The City of God stands as Augustine's masterwork of theological defense and construction, written over thirteen years in response to accusations that Christianity brought ruin upon Rome. This first volume contains the first ten books of sustained refutation—demolishing pagan claims that traditional worship secured either temporal prosperity or eternal happiness—followed by the beginning of his positive vision in Books Eleven through Thirteen, where he traces the origin of two societal orders to the primordial division among the angels. What emerges is not merely an apology for Christianity but a philosophy of history that subordinate the fate of empires to the hidden providence of the one true God, whose sovereignty extends from creation through the fall to the final judgment.
The earth goddesses present further confusion. The earth is Tellus, but also Juno, Mater Magna, Ceres, Proserpine, Vesta, Tellumo, Altor, and Rusor. Varro attempts to reduce these to one goddess with many names, yet they are worshipped as many. The Galli, mutilated priests of the Great Mother, practice a cruel abomination. Porphyry’s interpretation—that Atys signifies flowers that fall before fruit appears—fails, for the genitalia do not fall naturally but are torn away, resulting in sterility. The Great Mother’s rites surpass even Jupiter’s licentiousness in cruelty, for they mutilate men rather than merely dishonoring them.

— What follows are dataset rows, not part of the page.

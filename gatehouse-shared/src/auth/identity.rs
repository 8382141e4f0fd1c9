/// The requester's identity
///
/// Every request resolves to exactly one [`Identity`]. Operations receive it
/// explicitly; there is no ambient "current user".

use uuid::Uuid;

/// An authenticated requester
///
/// Only the session authority constructs principals, after resolving a live
/// session.
#[derive(Debug, Clone, Copy, PartialEq, Eq)]
pub struct Principal {
    account_id: Uuid,
    session_id: Uuid,
    fresh: bool,
}

impl Principal {
    pub(crate) fn new(account_id: Uuid, session_id: Uuid, fresh: bool) -> Self {
        Self {
            account_id,
            session_id,
            fresh,
        }
    }

    /// Account the session is bound to
    pub fn account_id(&self) -> Uuid {
        self.account_id
    }

    /// Session backing this principal
    pub fn session_id(&self) -> Uuid {
        self.session_id
    }

    /// Whether the credential was checked within the re-auth window
    pub fn is_fresh(&self) -> bool {
        self.fresh
    }
}

/// Who is making a request
#[derive(Debug, Clone, Copy, PartialEq, Eq, Default)]
pub enum Identity {
    /// No session, or a session that no longer resolves
    #[default]
    Anonymous,

    /// A live session
    Authenticated(Principal),
}

/// Observable session state
#[derive(Debug, Clone, Copy, PartialEq, Eq)]
pub enum SessionState {
    Anonymous,
    Authenticated,

    /// Authenticated, but sensitive operations require re-authentication
    NeedsReauth,
}

impl Identity {
    /// The principal, if authenticated
    pub fn principal(&self) -> Option<&Principal> {
        match self {
            Identity::Anonymous => None,
            Identity::Authenticated(principal) => Some(principal),
        }
    }

    /// Account ID of the requester, if authenticated
    pub fn account_id(&self) -> Option<Uuid> {
        self.principal().map(Principal::account_id)
    }

    pub fn is_authenticated(&self) -> bool {
        matches!(self, Identity::Authenticated(_))
    }

    pub fn state(&self) -> SessionState {
        match self {
            Identity::Anonymous => SessionState::Anonymous,
            Identity::Authenticated(principal) if principal.is_fresh() => SessionState::Authenticated,
            Identity::Authenticated(_) => SessionState::NeedsReauth,
        }
    }
}

#[cfg(test)]
mod tests {
    use super::*;

    #[test]
    fn test_states() {
        assert_eq!(Identity::Anonymous.state(), SessionState::Anonymous);
        assert_eq!(Identity::default(), Identity::Anonymous);

        let fresh = Identity::Authenticated(Principal::new(Uuid::new_v4(), Uuid::new_v4(), true));
        assert_eq!(fresh.state(), SessionState::Authenticated);
        assert!(fresh.is_authenticated());

        let stale = Identity::Authenticated(Principal::new(Uuid::new_v4(), Uuid::new_v4(), false));
        assert_eq!(stale.state(), SessionState::NeedsReauth);
        assert!(stale.is_authenticated());
    }

    #[test]
    fn test_account_id() {
        let account_id = Uuid::new_v4();
        let identity = Identity::Authenticated(Principal::new(account_id, Uuid::new_v4(), true));

        assert_eq!(identity.account_id(), Some(account_id));
        assert_eq!(Identity::Anonymous.account_id(), None);
    }
}
/// Application state and router builder
///
/// This module builds the shared services once at startup (store, session
/// authority, credential store, mailer, lifecycle controller) and wires them
/// into the Axum router with all routes and middleware.
///
/// # Example
///
/// ```no_run
/// use gatehouse_api::{app::{build_router, AppState}, config::Config};
///
/// # async fn example() -> anyhow::Result<()> {
/// let config = Config::load()?;
/// let state = AppState::build(config).await?;
/// let app = build_router(state);
/// # Ok(())
/// # }
/// ```

use std::sync::Arc;

use axum::{
    http::{header, HeaderValue, Method},
    routing::{get, post, put},
    Router,
};
use gatehouse_shared::{
    auth::{credential::CredentialStore, session::SessionAuthority},
    db::pool::create_pool,
    lifecycle::LifecycleController,
    mail::{outbox::OutboxMailer, smtp::SmtpMailer, MailTransport, Mailer},
    store::{memory::MemoryStore, postgres::PgStore, AccountRepository, SessionRepository},
};
use tower_http::{
    cors::CorsLayer,
    trace::{DefaultMakeSpan, DefaultOnResponse, TraceLayer},
};
use tracing::Level;

use crate::{config::Config, middleware::security::SecurityHeadersLayer, routes};

/// Shared application state
///
/// This is cloned for each request handler via Axum's `State` extractor.
#[derive(Clone)]
pub struct AppState {
    pub controller: Arc<LifecycleController>,
    pub config: Arc<Config>,
}

/// Concrete account and session stores selected by configuration
pub struct Stores {
    pub accounts: Arc<dyn AccountRepository>,
    pub sessions: Arc<dyn SessionRepository>,
}

impl Stores {
    /// The in-memory store for `memory://`, PostgreSQL otherwise
    pub async fn connect(config: &Config) -> anyhow::Result<Self> {
        if config.database.is_memory() {
            tracing::warn!("Using the in-memory store; data is lost on restart");
            let store = Arc::new(MemoryStore::new());
            return Ok(Self {
                accounts: store.clone(),
                sessions: store,
            });
        }

        let pool = create_pool(config.database.clone()).await?;
        let store = Arc::new(PgStore::new(pool));
        Ok(Self {
            accounts: store.clone(),
            sessions: store,
        })
    }
}

/// Builds the mailer selected by configuration
pub fn build_mailer(config: &Config) -> anyhow::Result<Arc<dyn Mailer>> {
    match config.mail.transport {
        MailTransport::Smtp => {
            tracing::info!(host = %config.mail.smtp.host, port = config.mail.smtp.port, "Using SMTP mailer");
            Ok(Arc::new(SmtpMailer::new(&config.mail.smtp, &config.mail.sender)?))
        }
        MailTransport::Outbox => {
            tracing::info!("Using outbox mailer; mail is logged, not sent");
            Ok(Arc::new(OutboxMailer::new()))
        }
    }
}

impl AppState {
    /// Creates application state from already-built services
    pub fn new(controller: LifecycleController, config: Config) -> Self {
        Self {
            controller: Arc::new(controller),
            config: Arc::new(config),
        }
    }

    /// Builds every service from configuration
    ///
    /// # Errors
    ///
    /// Returns an error if the database is unreachable, the credential
    /// parameters are invalid, or the mailer can't be set up.
    pub async fn build(config: Config) -> anyhow::Result<Self> {
        let stores = Stores::connect(&config).await?;
        let mailer = build_mailer(&config)?;
        Self::with_services(config, stores, mailer)
    }

    /// Assembles the lifecycle controller over the given stores and mailer
    pub fn with_services(
        config: Config,
        stores: Stores,
        mailer: Arc<dyn Mailer>,
    ) -> anyhow::Result<Self> {
        let controller = LifecycleController::new(
            stores.accounts,
            SessionAuthority::new(stores.sessions, config.session.settings()),
            CredentialStore::new(config.credential)?,
            mailer,
            config.lifecycle_settings(),
        );

        Ok(Self::new(controller, config))
    }
}

/// Builds the complete Axum router with all routes and middleware
///
/// # Architecture
///
/// ```text
/// /
/// ├── GET    /health
/// ├── /session
/// │   ├── POST   /                                   login
/// │   ├── GET    /                                   current session
/// │   ├── PUT    /                                   re-authenticate
/// │   └── DELETE /                                   logout
/// ├── /users
/// │   ├── GET    /                                   list accounts
/// │   ├── POST   /                                   register
/// │   ├── GET    /:id                                read account
/// │   ├── PUT    /:id                                change password / update profile
/// │   ├── DELETE /:id                                deactivate
/// │   ├── GET    /:email/:activation_key             pending confirmation lookup
/// │   ├── POST   /password/reset                     request password reset
/// │   ├── PUT    /password/:email/:activation_key    confirm password reset
/// │   └── PUT    /activate/:email/:activation_key    reactivate
/// └── POST   /mail                                   contact form
/// ```
///
/// # Middleware Stack
///
/// Applied in order (bottom to top):
/// 1. Logging (tower-http TraceLayer)
/// 2. CORS (tower-http CorsLayer)
/// 3. Security headers
pub fn build_router(state: AppState) -> Router {
    let session_routes = Router::new().route(
        "/",
        post(routes::session::login)
            .get(routes::session::current)
            .put(routes::session::reauth)
            .delete(routes::session::logout),
    );

    // The account id and the email of a pending confirmation share a segment
    let user_routes = Router::new()
        .route(
            "/",
            get(routes::users::list).post(routes::users::register),
        )
        .route(
            "/:id",
            get(routes::users::get)
                .put(routes::users::update)
                .delete(routes::users::deactivate),
        )
        .route("/:id/:activation_key", get(routes::users::lookup_pending))
        .route("/password/reset", post(routes::users::request_password_reset))
        .route(
            "/password/:email/:activation_key",
            put(routes::users::confirm_password_reset),
        )
        .route("/activate/:email/:activation_key", put(routes::users::activate));

    let cors = cors_layer(&state.config);

    Router::new()
        .route("/health", get(routes::health::health_check))
        .nest("/session", session_routes)
        .nest("/users", user_routes)
        .route("/mail", post(routes::meta::contact))
        .layer(
            TraceLayer::new_for_http()
                .make_span_with(DefaultMakeSpan::new().level(Level::INFO))
                .on_response(DefaultOnResponse::new().level(Level::INFO)),
        )
        .layer(cors)
        .layer(SecurityHeadersLayer::new(state.config.server.production))
        .with_state(state)
}

fn cors_layer(config: &Config) -> CorsLayer {
    if config.cors.allowed_origins.iter().any(|origin| origin == "*") {
        // Development mode: permissive CORS
        return CorsLayer::permissive();
    }

    let origins: Vec<HeaderValue> = config
        .cors
        .allowed_origins
        .iter()
        .filter_map(|origin| origin.parse().ok())
        .collect();

    CorsLayer::new()
        .allow_origin(origins)
        .allow_methods([
            Method::GET,
            Method::POST,
            Method::PUT,
            Method::DELETE,
            Method::OPTIONS,
        ])
        .allow_headers([header::AUTHORIZATION, header::CONTENT_TYPE])
        .allow_credentials(true)
        .max_age(std::time::Duration::from_secs(config.cors.max_age_seconds))
}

Augustine condemns the entire physical theology. Even if these gods were parts of the world, worshipping the world or its parts is not worshipping the true God. If one worships the true God with obscene rites, one sins in the mode of worship; if one worships a creature with such rites, one sins doubly. Varro’s attempt to refer these gods to natural reasons fails because the rites themselves are so foul that no natural reason can justify them. The whole civil theology is occupied in inventing means for attracting wicked and impure spirits, who visit senseless images and take possession of stupid hearts.
The true origin, Augustine argues, is demonic. He recounts the story of Numa Pompilius, who wrote books containing the true causes of the sacred rites. When these books were discovered by a ploughman on the Janiculum and brought to the praetor, the senate, having read the causes, ordered them burned. They preferred the error arising from ignorance to the disturbance that knowledge would cause. Numa had learned these rites through hydromancy—necromancy—consulting demons who appeared in the water. The demons taught him foul rites, and the causes were so abominable that the senate, despite their reverence for ancestral tradition, could not bear to have them known.